Qualified Notes definition

Qualified Notes means, at any time of measurement, unsecured Indebtedness of the US Borrower (i) that satisfies the requirements of Section 7.02(h) and (ii) in an aggregate principal amount then outstanding of at least $150,000,000.
Qualified Notes means subordinated notes of the Company which shall not require scheduled payments of principal prior to May 15, 2011, which shall not require cash interest payments thereon at a rate in excess of 9.25% per annum, and which are issued pursuant to a Qualified Indenture, as such notes may be amended from time to time in accordance with Section 8.22.
Qualified Notes means, collectively, (i) the 4.95% notes of the Company maturing August 15, 2020, (ii) the floating rate notes of the Company maturing October 9, 2020, and (iii) the 9.75% subordinated notes of the Company maturing March 2021.

Examples of Qualified Notes in a sentence

  • To the extent that the aggregate principal amount or accreted value, as the case may be, of Notes and Other Qualified Notes tendered pursuant to an Asset Sale Offer is less than the Excess Proceeds, the Company may use such deficiency for general corporate purposes.

  • The Administrative Agent agrees to cooperate with the Borrower in all commercially reasonable respects (at the Borrower’s cost) in effectuating an assignment of any Existing Qualified Notes and Existing Qualified Mortgages encumbering such Qualified Property to the Administrative Agent.

  • To the extent that the aggregate principal amount or accreted value, as the case may be, of Senior Notes, Applicable Notes and Other Qualified Notes tendered pursuant to an Asset Sale Offer is less than the Excess Proceeds, the Company may use such deficiency for general corporate purposes.

  • If the aggregate principal amount or accreted value, as the case may be, of Notes and Other Qualified Notes surrendered by holders thereof exceeds the amount of Excess Proceeds, then such remaining Excess Proceeds will be allocated pro rata according to principal amount or accreted value, as the case may be, to the Notes and each issue of the Other Qualified Notes and, the Trustee will select the Notes to be purchased in accordance with Section 3.09(e) of the Indenture.

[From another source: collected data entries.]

use anyhow::{Context, Result};
use chrono::Local;
use clap::Parser;
use metersim::cli::{Cli, Mode};
use metersim::config::Config;
use metersim::sim::SimulationDriver;
use metersim::sink::InfluxSink;
use metersim::telemetry;
use tracing::info;

#[tokio::main]
async fn main() -> Result<()> {
    let cli = Cli::parse();
    let _guard = telemetry::init_tracing();

    let cfg = Config::load(&cli.config)?;

    let sink = InfluxSink::new(&cfg.influxdb);
    sink.check_connection()
        .await
        .with_context(|| format!("cannot reach InfluxDB at {}", cfg.influxdb.url))?;

    let mut driver = SimulationDriver::new(sink, cli.period, cli.bsize);

    match cli.mode {
        Mode::Rt => {
            let added = driver.reconcile(&cfg.electricity, Local::now())?;
            info!(
                meters = added,
                period_s = cli.period,
                "starting real-time mode, press CTRL-C to exit"
            );
            tokio::select! {
                res = driver.run_realtime(Some(cli.config.as_path())) => res?,
                sig = telemetry::shutdown_signal() => {
                    info!(signal = sig, "shutdown signal received, stopping");
                }
            }
        }
        Mode::Batch => {
            let (start, stop) = cli.batch_window()?;
            let added = driver.reconcile(&cfg.electricity, start)?;
            info!(
                meters = added,
                start = %start,
                stop = %stop,
                period_s = cli.period,
                bsize = cli.bsize,
                "starting batch mode"
            );
            driver.run_batch(start, stop).await?;
            info!("batch execution finished");
        }
    }

    Ok(())
}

  • If the aggregate principal amount or accreted value, as the case may be, of Notes and Other Qualified Notes surrendered by holders thereof exceeds the amount of Excess Proceeds then any remaining Excess Proceeds will be allocated pro rata according to principal amount or accreted value, as the case may be, to the Notes and each issue of the Other Qualified Notes and, the Trustee will select the Notes to be purchased in accordance with Section 3.09(e) of the Indenture.

  • If any Qualified Notes are outstanding, the foregoing representation and warranty shall be deemed made with respect to Qualified Notes and the related Qualified Indenture to the same extent made with respect to Subordinated Notes and the Subordinated Indenture.

  • Upon and after the consummation of a Qualified Notes Offering, permit the Consolidated Senior Secured Leverage Ratio as of the end of any fiscal quarter of the US Borrower (beginning with the fiscal quarter ended September 30, 2018) to be greater than (A) during a Specified Acquisition Period, 4.00 to 1.00, and (B) at all other times, 3.50 to 1.00.

  • Pending final application of any such Net Proceeds, the Company may temporarily reduce revolving credit borrowings or otherwise invest such Net Proceeds in any manner that is not prohibited by this Indenture or the indentures for the Other Qualified Notes.

  • Upon completion of such offers to purchase each of the Notes and the Other Qualified Notes, the amount of Excess Proceeds will be reset at zero.

  • No such Asset Sale Offer to purchase the Notes and Other Qualified Notes shall be required to be made by the Company pursuant to the foregoing provisions if there are no Excess Proceeds remaining after the consummation of the Asset Sale Offer made to holders of the Applicable Notes.